| INSTRUCTIONS FOR THE TASK |
Reproduce the first line of the entries that follow and each later line, word for word, ending with the one containing "pub mod op;".

* * *

//! The components of the F-IA abstract syntax tree (AST).
//!
//! The AST is the representation of a program after it has gone
//! through the parser. These components make up that representation.
//!
//! The root of a parsed file is [`Program`], which holds statements
//! ([`Stmt`]). Statements hold expressions ([`Expr`]), and so on.

use std::fmt::Display;
use std::rc::Rc;

pub mod op;

/// A complete program.
///
/// # Syntax
/// ```text
/// program = (stmt ";"?)*;
/// ```
///
/// # Example
/// ```text
/// soit a = 1;
/// soit b = 2;
/// imprimer(a + b);
/// ```
#[derive(Debug, PartialEq, Clone)]
pub struct Program(pub Vec<Stmt>);

/// A block, which is a sequence of statements
/// wrapped in curly braces.
///
/// # Syntax
/// ```text
/// block = "{" (stmt ";"?)* "}";
/// ```
///
/// # Example
/// ```text
/// {
///     soit a = 1;
///     imprimer(a);
/// }
/// ```
#[derive(Debug, PartialEq, Clone)]
pub struct Block(pub Vec<Stmt>);

/// A statement.
#[derive(Debug, PartialEq, Clone)]
pub enum Stmt {
    /// A variable declaration.
    ///
    /// # Syntax
    /// ```text
    /// decl = "soit" IDENT ("=" expr)?;
    /// ```
    ///
    /// # Example
    /// ```text
    /// soit a = 1;
    /// soit b;
    /// ```
    Decl {
        /// The name of the variable
        ident: String,
        /// The initial value, `nul` if omitted
        val: Option<Expr>
    },

    /// A function declaration.
    ///
    /// # Syntax
    /// ```text
    /// fun_decl = "fonction" IDENT "(" (IDENT ",")* IDENT? ")" block;
    /// ```
    ///
    /// # Example
    /// ```text
    /// fonction somme(a, b) {
    ///     retourner a + b;
    /// }
    /// ```
    FunDecl {
        /// The name of the function
        ident: String,
        /// The parameter names
        params: Vec<String>,
        /// The function body
        block: Rc<Block>
    },

    /// A return statement, only meaningful inside a function body.
    ///
    /// # Syntax
    /// ```text
    /// return = "retourner" expr?;
    /// ```
    Return(Option<Expr>),

    /// A whole-module import.
    ///
    /// # Syntax
    /// ```text
    /// import = "importer" STR ("comme" IDENT)?;
    /// ```
    ///
    /// # Example
    /// ```text
    /// importer "maths_utiles.fia";
    /// importer "lib/outils" comme outils;
    /// ```
    ImportModule {
        /// The module path as written in the source
        path: String,
        /// The name the module is bound to
        alias: String
    },

    /// An import of specific names out of a module.
    ///
    /// # Syntax
    /// ```text
    /// import_from = "depuis" STR "importer" IDENT ("comme" IDENT)?
    ///                                 ("," IDENT ("comme" IDENT)?)*;
    /// ```
    ///
    /// # Example
    /// ```text
    /// depuis "outils.fia" importer aire, somme comme total;
    /// ```
    ImportFrom {
        /// The module path as written in the source
        path: String,
        /// Pairs of (exported name, local binding)
        names: Vec<(String, String)>
    },

    /// An assignment to an existing target.
    ///
    /// # Syntax
    /// ```text
    /// assign = asg_pat "=" expr;
    /// ```
    ///
    /// # Example
    /// ```text
    /// a = 2;
    /// liste[0] = 5;
    /// d["clé"] = "valeur";
    /// ```
    Assign(AsgPat, Expr),

    /// A compound assignment (`+=`, `-=`, `*=`, `/=`, `%=`).
    ///
    /// # Example
    /// ```text
    /// compteur += 1;
    /// ```
    AugAssign(AsgPat, op::Binary, Expr),

    /// A conditional statement.
    ///
    /// A `sinon si` chain parses as an `sinon` block holding
    /// a single nested `si` statement.
    ///
    /// # Syntax
    /// ```text
    /// if = "si" "(" expr ")" block
    ///      ("sinon" "si" "(" expr ")" block)*
    ///      ("sinon" block)?;
    /// ```
    If {
        /// The condition
        cond: Expr,
        /// The block to run when the condition holds
        then: Block,
        /// The block to run otherwise
        els: Option<Block>
    },

    /// A while loop.
    ///
    /// # Syntax
    /// ```text
    /// while = "tant_que" "(" expr ")" block;
    /// ```
    While {
        /// The condition checked before every iteration
        cond: Expr,
        /// The body
        block: Block
    },

    /// A three-part loop.
    ///
    /// # Syntax
    /// ```text
    /// for_classic = "pour" "(" stmt ";" expr ";" stmt ")" block;
    /// ```
    ///
    /// # Example
    /// ```text
    /// pour (soit i = 0; i < 10; i += 1) {
    ///     imprimer(i);
    /// }
    /// ```
    ForClassic {
        /// The statement run once before the loop
        init: Box<Stmt>,
        /// The condition checked before every iteration
        cond: Expr,
        /// The statement run after every iteration
        step: Box<Stmt>,
        /// The body
        block: Block
    },

    /// An iterating loop.
    ///
    /// # Syntax
    /// ```text
    /// for_in = "pour" IDENT "dans" expr block;
    /// ```
    ///
    /// # Example
    /// ```text
    /// pour x dans [1, 2, 3] {
    ///     imprimer(x);
    /// }
    /// ```
    ForIn {
        /// The loop variable
        ident: String,
        /// The value iterated over
        iter: Expr,
        /// The body
        block: Block
    },

    /// An expression run for its side effects.
    Expr(Expr)
}

/// An expression.
#[derive(Debug, PartialEq, Clone)]
pub enum Expr {
    /// A variable or function name.
    Ident(String),

    /// A literal value.
    Literal(Literal),

    /// A list literal (e.g. `[1, 2, 3, 4]`).
    ListLiteral(Vec<Expr>),

    /// A dict literal (e.g. `{"a": 1, "b": 2}`).
    ///
    /// Keys are literals in the source but are held here
    /// as their string form.
    DictLiteral(Vec<(String, Expr)>),

    /// An operation on one value (e.g. `-x`, `non x`).
    UnaryOp {
        /// The operator
        op: op::Unary,
        /// The operand
        expr: Box<Expr>
    },

    /// An operation on two values (e.g. `a + b`, `a et b`).
    BinaryOp {
        /// The operator
        op: op::Binary,
        /// The left operand
        left: Box<Expr>,
        /// The right operand
        right: Box<Expr>
    },

    /// Attribute access on a module value (e.g. `maths.PI`).
    Attr {
        /// The value whose attribute is accessed
        obj: Box<Expr>,
        /// The attribute name
        attr: String
    },

    /// Indexing (e.g. `liste[0]`, `texte[i]`).
    Index {
        /// The value being indexed
        expr: Box<Expr>,
        /// The index
        index: Box<Expr>
    },

    /// Dict access with a string key known at parse time (e.g. `d["clé"]`).
    DictKey {
        /// The dict expression
        expr: Box<Expr>,
        /// The key
        key: String
    },

    /// A function call.
    Call {
        /// The function being called
        funct: Box<Expr>,
        /// The call arguments
        args: Vec<Expr>
    }
}

/// A primitive literal.
#[derive(Debug, PartialEq, Clone)]
pub enum Literal {
    #[allow(missing_docs)] Int(isize),
    #[allow(missing_docs)] Float(f64),
    #[allow(missing_docs)] Str(String),
    #[allow(missing_docs)] Bool(bool),
    #[allow(missing_docs)] Null
}

impl Literal {
    /// Create a literal from a numeric string, trying int first.
    pub fn from_numeric(s: &str) -> Option<Self> {
        s.parse::<isize>().map(Literal::Int)
            .or_else(|_| s.parse::<f64>().map(Literal::Float))
            .ok()
    }
}

impl Display for Literal {
    fn fmt(&self, f: &mut std::fmt::Formatter<'_>) -> std::fmt::Result {
        match self {
            Literal::Int(n)   => Display::fmt(n, f),
            Literal::Float(n) if n.fract() == 0.0 => write!(f, "{n:.1}"),
            Literal::Float(n) => Display::fmt(n, f),
            Literal::Str(s)   => f.write_str(s),
            Literal::Bool(b)  => f.write_str(if *b { "vrai" } else { "faux" }),
            Literal::Null     => f.write_str("nul"),
        }
    }
}

/// A pattern of things that can be assigned to.
///
/// Only a subset of expressions are valid targets of `=`.
/// The conversion from [`Expr`] rejects everything else.
#[derive(Debug, PartialEq, Clone)]
pub enum AsgPat {
    /// A plain variable (e.g. `a = ...`)
    Ident(String),

    /// An element of a list or a dict entry under a computed key
    /// (e.g. `liste[0] = ...`, `d[cle] = ...`)
    Index {
        /// The value being indexed
        expr: Box<Expr>,
        /// The index
        index: Box<Expr>
    },

    /// A dict entry under a string key known at parse time
    /// (e.g. `d["clé"] = ...`)
    DictKey {
        /// The dict expression
        expr: Box<Expr>,
        /// The key
        key: String
    }
}

/// An error in converting an expression to an assignment pattern.
#[derive(Debug, PartialEq, Eq, Clone)]
pub enum PatErr {
    /// The expression is not something that can be assigned to.
    InvalidAssignTarget
}

impl Display for PatErr {
    fn fmt(&self, f: &mut std::fmt::Formatter<'_>) -> std::fmt::Result {
        match self {
            PatErr::InvalidAssignTarget => f.write_str("cible d'affectation invalide"),
        }
    }
}

impl TryFrom<Expr> for AsgPat {
    type Error = PatErr;

    fn try_from(value: Expr) -> Result<Self, Self::Error> {
        match value {
            Expr::Ident(ident)            => Ok(AsgPat::Ident(ident)),
            Expr::Index { expr, index }   => Ok(AsgPat::Index { expr, index }),
            Expr::DictKey { expr, key }   => Ok(AsgPat::DictKey { expr, key }),
            _ => Err(PatErr::InvalidAssignTarget)
        }
    }
}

* * *

| TASK RESULT |
//! The components of the F-IA abstract syntax tree (AST).
//!
//! The AST is the representation of a program after it has gone
//! through the parser. These components make up that representation.
//!
//! The root of a parsed file is [`Program`], which holds statements
//! ([`Stmt`]). Statements hold expressions ([`Expr`]), and so on.

use std::fmt::Display;
use std::rc::Rc;

pub mod op;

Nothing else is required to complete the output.